Requirement: Maintain end-to-end trace across multi-agent execution.

Implementation: - Single trace ID for entire execution - Each agent interaction tagged with trace ID - Parent-child relationships recorded - Full trace reconstructable for investigation

Evidence: Correlated trace logs


Control Selection by Risk Tier

Control CRITICAL HIGH MEDIUM LOW
AG.1.1 Plan disclosure Full + reasoning Full Summary Basic
AG.1.2 Plan guardrails ✅ Required ✅ Required ✅ Required ⚠️ Recommended
AG.1.3 Plan approval All plans High-risk plans Auto within bounds Auto
AG.2.1 Action guardrails ✅ Required ✅ Required ✅ Required ✅ Required
AG.2.2 Circuit breakers Strict limits Standard limits Relaxed limits Basic limits
AG.2.3 Scope enforcement ✅ Required ✅ Required ✅ Required ⚠️ Recommended
AG.2.4 Tool controls Per-use approval Rate limits Logging Basic logging
AG.2.5 Tool protocol security ✅ Required ✅ Required ✅ Required ⚠️ Recommended
AG.3.1 Trajectory logging Full, 7 years Full, 3 years Full, 1 year Summary, 90 days
AG.3.2 Trajectory eval 100% 50% 10% 5%
AG.3.3 HITL All touch points Plan + findings Findings only Spot checks
AG.4.1 Agent inventory ✅ Required ✅ Required ✅ Required ⚠️ Recommended
AG.4.2 Orchestration ✅ Required ✅ Required ⚠️ If applicable ⚠️ If applicable
AG.4.3 Trace correlation ✅ Required ✅ Required ✅ Required ⚠️ Recommended

Regulatory Alignment

EU AI Act

Requirement Agentic Control
Article 14: Human oversight Plan approval, circuit breakers, HITL
Article 9: Risk management Circuit breakers, trajectory evaluation
Article 12: Record-keeping Trajectory logging
Article 13: Transparency Plan disclosure

GDPR Article 22

Agentic systems that make decisions affecting individuals must ensure: - Human approval for consequential decisions - Ability to explain decision basis (trajectory logs) - Right to human review (HITL)
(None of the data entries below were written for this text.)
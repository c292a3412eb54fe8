//! Transport for the Plaza API
//!
//! [`HttpClient`] retries 429, 5xx, timeouts and refused connections with
//! backoff, waits on the optional [`RateLimiter`] and signs each attempt.

mod client;
mod rate_limit;

pub use client::{
    HttpClient, HttpClientConfig, HttpClientConfigBuilder, HttpResponse, RequestConfig,
    DEFAULT_ACCEPT,
};
pub use rate_limit::{RateLimiter, RateLimiterConfig};

#[cfg(test)]
mod tests;
//! Resource-group façades
//!
//! Thin wrappers that pick the URI, the request document and the response
//! schema for each operation. All transport and decoding work happens in
//! [`ResourceGroup`].

use super::client::{record_from, ResourceGroup};
use super::types::{InboundRequest, InventoryQuery, InvoicePeriod, ShipmentRequest};
use crate::decode::{Record, RecordList};
use crate::encode::{EncoderConfig, XmlFields, XmlValue};
use crate::error::{Error, Result};
use crate::http::RequestConfig;
use crate::models;
use crate::types::{FulfilmentMethod, Method, TransporterCode};
use crate::xml_fields;
use bytes::Bytes;
use chrono::NaiveDate;
use tracing::debug;

const ACCEPT_PDF: &str = "application/pdf";
const ACCEPT_CSV: &str = "text/csv";
const ACCEPT_ORDERS: &str = "application/vnd.orders-v2.1+xml";
const ACCEPT_SHIPMENTS: &str = "application/vnd.shipments-v2.1+xml";

macro_rules! resource_group {
    ($($(#[$meta:meta])* $name:ident),+ $(,)?) => {
        $(
            $(#[$meta])*
            #[derive(Debug, Clone)]
            pub struct $name<'a> {
                group: ResourceGroup<'a>,
            }

            impl<'a> $name<'a> {
                pub(crate) fn new(group: ResourceGroup<'a>) -> Self {
                    Self { group }
                }
            }
        )+
    };
}

resource_group! {
    /// `orders` group
    Orders,
    /// `invoices` group
    Invoices,
    /// `process-status` group
    ProcessStatuses,
    /// `shipments` group
    Shipments,
    /// `transports` group
    Transports,
    /// `purchasable-shipping-labels` group
    Labels,
    /// `return-items` group
    ReturnItems,
    /// Offers API
    Offers,
    /// `inbounds` group (unversioned URIs)
    Inbounds,
    /// `inventory` group (unversioned URIs)
    Inventory,
}

fn log_count(operation: &str, list: &RecordList) {
    debug!(operation, items = list.len(), "decoded response");
}

// ============================================================================
// Orders, invoices, process status
// ============================================================================

impl Orders<'_> {
    /// List open orders
    pub async fn list(
        &self,
        page: Option<u32>,
        fulfilment_method: Option<FulfilmentMethod>,
    ) -> Result<RecordList> {
        let config = RequestConfig::new()
            .query_opt("page", page)
            .query_opt("fulfilment-method", fulfilment_method.map(|m| m.as_str()))
            .accept(ACCEPT_ORDERS);

        let orders = self.group.get_list(&models::ORDERS, "", config).await?;
        log_count("orders.list", &orders);
        Ok(orders)
    }
}

impl Invoices<'_> {
    pub async fn list(
        &self,
        order_id: Option<&str>,
        period: Option<InvoicePeriod>,
    ) -> Result<RecordList> {
        let config = RequestConfig::new()
            .query_opt("orderId", order_id)
            .query_opt("period", period.map(|p| p.query_value()));

        let invoices = self.group.get_list(&models::INVOICES, "", config).await?;
        log_count("invoices.list", &invoices);
        Ok(invoices)
    }

    pub async fn get(&self, invoice_id: &str) -> Result<Record> {
        self.group
            .get_record(&models::INVOICE, &format!("/{invoice_id}"), RequestConfig::new())
            .await
    }

    pub async fn specification(&self, invoice_id: &str, page: Option<u32>) -> Result<RecordList> {
        let config = RequestConfig::new().query_opt("page", page);
        let items = self
            .group
            .get_list(
                &models::INVOICE_SPECIFICATION,
                &format!("/{invoice_id}/specification"),
                config,
            )
            .await?;
        log_count("invoices.specification", &items);
        Ok(items)
    }
}

impl ProcessStatuses<'_> {
    pub async fn get(&self, id: &str) -> Result<Record> {
        self.group
            .get_record(&models::PROCESS_STATUS, &format!("/{id}"), RequestConfig::new())
            .await
    }
}

// ============================================================================
// Shipments, transports, labels
// ============================================================================

impl Shipments<'_> {
    pub async fn list(
        &self,
        page: Option<u32>,
        fulfilment_method: Option<FulfilmentMethod>,
        order_id: Option<&str>,
    ) -> Result<RecordList> {
        let config = RequestConfig::new()
            .query_opt("page", page)
            .query_opt("order-id", order_id)
            .query_opt("fulfilment-method", fulfilment_method.map(|m| m.as_str()))
            .accept(ACCEPT_SHIPMENTS);

        let shipments = self.group.get_list(&models::SHIPMENTS, "", config).await?;
        log_count("shipments.list", &shipments);
        Ok(shipments)
    }

    /// Confirm shipment of an order item
    pub async fn create(&self, request: &ShipmentRequest) -> Result<Record> {
        request.validate()?;
        let response = self
            .group
            .send_document(
                Method::POST,
                "",
                "ShipmentRequest",
                &EncoderConfig::plaza(),
                &request.to_fields(),
            )
            .await?;
        record_from(&models::PROCESS_STATUS, &response)
    }
}

impl Transports<'_> {
    /// Change the carrier or track-and-trace code of a transport
    pub async fn update(
        &self,
        transport_id: &str,
        transporter: TransporterCode,
        track_and_trace: &str,
    ) -> Result<Record> {
        let fields = xml_fields! {
            "TransporterCode" => transporter,
            "TrackAndTrace" => track_and_trace,
        };
        let response = self
            .group
            .send_document(
                Method::PUT,
                &format!("/{transport_id}"),
                "ChangeTransportRequest",
                &EncoderConfig::plaza(),
                &fields,
            )
            .await?;
        record_from(&models::PROCESS_STATUS, &response)
    }

    /// PDF of a purchased shipping label
    pub async fn shipping_label(&self, transport_id: &str, label_id: &str) -> Result<Bytes> {
        let response = self
            .group
            .send(
                Method::GET,
                &format!("/{transport_id}/shipping-label/{label_id}"),
                RequestConfig::new().accept(ACCEPT_PDF),
            )
            .await?;
        Ok(response.into_bytes())
    }
}

impl Labels<'_> {
    /// Labels that can be bought for an order item
    pub async fn get(&self, order_item_id: &str) -> Result<RecordList> {
        let config = RequestConfig::new().query("orderItemId", order_item_id);
        let labels = self
            .group
            .get_list(&models::PURCHASABLE_SHIPPING_LABELS, "", config)
            .await?;
        log_count("labels.get", &labels);
        Ok(labels)
    }
}

// ============================================================================
// Returns
// ============================================================================

impl ReturnItems<'_> {
    pub async fn unhandled(&self) -> Result<RecordList> {
        let items = self
            .group
            .get_list(&models::RETURN_ITEMS, "/unhandled", RequestConfig::new())
            .await?;
        log_count("return_items.unhandled", &items);
        Ok(items)
    }

    /// Mark a return as handled
    pub async fn handle(&self, return_number: &str, reason: &str, quantity: u32) -> Result<Record> {
        let fields = xml_fields! {
            "StatusReason" => reason,
            "QuantityReturned" => quantity,
        };
        let response = self
            .group
            .send_document(
                Method::PUT,
                &format!("/{return_number}/handle"),
                "ReturnItemStatusUpdate",
                &EncoderConfig::plaza(),
                &fields,
            )
            .await?;
        record_from(&models::PROCESS_STATUS, &response)
    }
}

// ============================================================================
// Offers
// ============================================================================

impl Offers<'_> {
    /// Create or update offers; `true` when the API accepted the batch
    pub async fn upsert(&self, offers: Vec<XmlFields>) -> Result<bool> {
        if offers.is_empty() {
            return Err(Error::invalid_argument("offers", "at least one offer is required"));
        }
        let fields = xml_fields! { "RetailerOffer" => offers };
        let response = self
            .group
            .send_document(
                Method::PUT,
                "/",
                "UpsertRequest",
                &EncoderConfig::offers(),
                &fields,
            )
            .await?;
        Ok(response.status() == 202)
    }

    /// Delete offers by identifier (`EAN` and `Condition`)
    pub async fn delete(&self, identifiers: &[XmlFields]) -> Result<bool> {
        if identifiers.is_empty() {
            return Err(Error::invalid_argument(
                "identifiers",
                "at least one offer identifier is required",
            ));
        }
        let fields = xml_fields! {
            "RetailerOfferIdentifier" => XmlValue::from(identifiers.to_vec()),
        };
        let response = self
            .group
            .send_document(
                Method::DELETE,
                "/",
                "DeleteBulkRequest",
                &EncoderConfig::offers(),
                &fields,
            )
            .await?;
        Ok(response.status() == 202)
    }

    pub async fn get(&self, ean: &str) -> Result<Record> {
        self.group
            .get_record(&models::OFFERS_RESPONSE, &format!("/{ean}"), RequestConfig::new())
            .await
    }

    /// Request an offer export; the record carries the file URL
    pub async fn export_file_name(&self) -> Result<Record> {
        self.group
            .get_record(&models::OFFER_FILE, "/export/", RequestConfig::new())
            .await
    }

    /// Download an offer export as CSV text
    pub async fn export_file(&self, url: &str) -> Result<String> {
        let marker = format!("/{}/", self.group.version());
        let (_, rest) = url.split_once(&marker).ok_or_else(|| {
            Error::invalid_argument("url", format!("'{url}' does not contain '{marker}'"))
        })?;

        let response = self
            .group
            .send(
                Method::GET,
                &format!("/{rest}"),
                RequestConfig::new().accept(ACCEPT_CSV),
            )
            .await?;
        response.text()
    }
}

// ============================================================================
// Inbounds and inventory
// ============================================================================

impl Inbounds<'_> {
    pub async fn list(&self, page: Option<u32>) -> Result<RecordList> {
        let config = RequestConfig::new().query_opt("page", page);
        let inbounds = self.group.get_list(&models::INBOUNDS, "", config).await?;
        log_count("inbounds.list", &inbounds);
        Ok(inbounds)
    }

    pub async fn get(&self, inbound_id: u64) -> Result<Record> {
        self.group
            .get_record(&models::INBOUND, &format!("/{inbound_id}"), RequestConfig::new())
            .await
    }

    /// Time slots available for delivering `items_to_send` items on a date
    pub async fn delivery_windows(
        &self,
        delivery_date: NaiveDate,
        items_to_send: u32,
    ) -> Result<RecordList> {
        let config = RequestConfig::new()
            .query("delivery-date", delivery_date.format("%Y-%m-%d"))
            .query("items-to-send", items_to_send);
        let windows = self
            .group
            .get_list(&models::DELIVERY_WINDOWS, "/delivery-windows", config)
            .await?;
        log_count("inbounds.delivery_windows", &windows);
        Ok(windows)
    }

    /// Announce an inbound shipment to the warehouse
    pub async fn create(&self, request: &InboundRequest) -> Result<Record> {
        request.validate()?;
        let response = self
            .group
            .send_document(
                Method::POST,
                "",
                "InboundRequest",
                &EncoderConfig::inbound(),
                &request.to_fields(),
            )
            .await?;
        record_from(&models::PROCESS_STATUS, &response)
    }

    pub async fn shipping_label(&self, inbound_id: u64) -> Result<Bytes> {
        self.pdf(&format!("/{inbound_id}/shippinglabel")).await
    }

    pub async fn packing_list(&self, inbound_id: u64) -> Result<Bytes> {
        self.pdf(&format!("/{inbound_id}/packinglistdetails")).await
    }

    async fn pdf(&self, path: &str) -> Result<Bytes> {
        let response = self
            .group
            .send(Method::GET, path, RequestConfig::new().accept(ACCEPT_PDF))
            .await?;
        Ok(response.into_bytes())
    }
}

impl Inventory<'_> {
    pub async fn list(&self, query: &InventoryQuery) -> Result<Record> {
        query.validate()?;
        let config = RequestConfig::new()
            .query_opt("page", query.page)
            .query_opt("quantity", query.quantity.as_deref())
            .query_opt("stock", query.stock.as_deref())
            .query_opt("state", query.state.as_deref())
            .query_opt("query", query.query.as_deref());

        self.group
            .get_record(&models::INVENTORY_RESPONSE, "", config)
            .await
    }
}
SR 11-7 / SS1/23 (Model Risk)

Requirement Agentic Control
Effective challenge Plan approval, trajectory evaluation
Ongoing monitoring Circuit breakers, trajectory Judge
Documentation Trajectory logging, agent inventory

Implementation Checklist

Before Deploying Agentic AI

  • Agent registered in inventory
  • Scope defined and documented
  • Tools identified and classified
  • Circuit breaker limits set
  • Plan guardrails configured
  • Action guardrails configured
  • Trajectory logging enabled
  • Judge evaluation configured
  • HITL workflows established
  • Approval matrix defined
  • Risk tier assigned
  • Owner assigned

Ongoing Operations

  • Plan approval queue monitored
  • Circuit breaker triggers investigated
  • Trajectory evaluations reviewed
  • Scope violations investigated
  • Limits tuned based on findings
  • Agent inventory maintained

Summary

Agentic AI requires controls at three phases:

Phase Key Controls
Planning Plan disclosure, plan guardrails, plan approval
Execution Action guardrails, circuit breakers, scope enforcement
Assurance Trajectory logging, trajectory Judge, HITL review

The standard architecture extends, not replaces: - Guardrails → Plan guardrails + action guardrails - Judge → Trajectory evaluation - HITL → Plan approval + circuit breaker response + trajectory review

Key principle remains: Humans decide. Agents act within approved boundaries. Execution is constrained by circuit breakers. Trajectories are evaluated. Findings are reviewed.

AI Runtime Behaviour Security, 2026 (Jonathan Gill).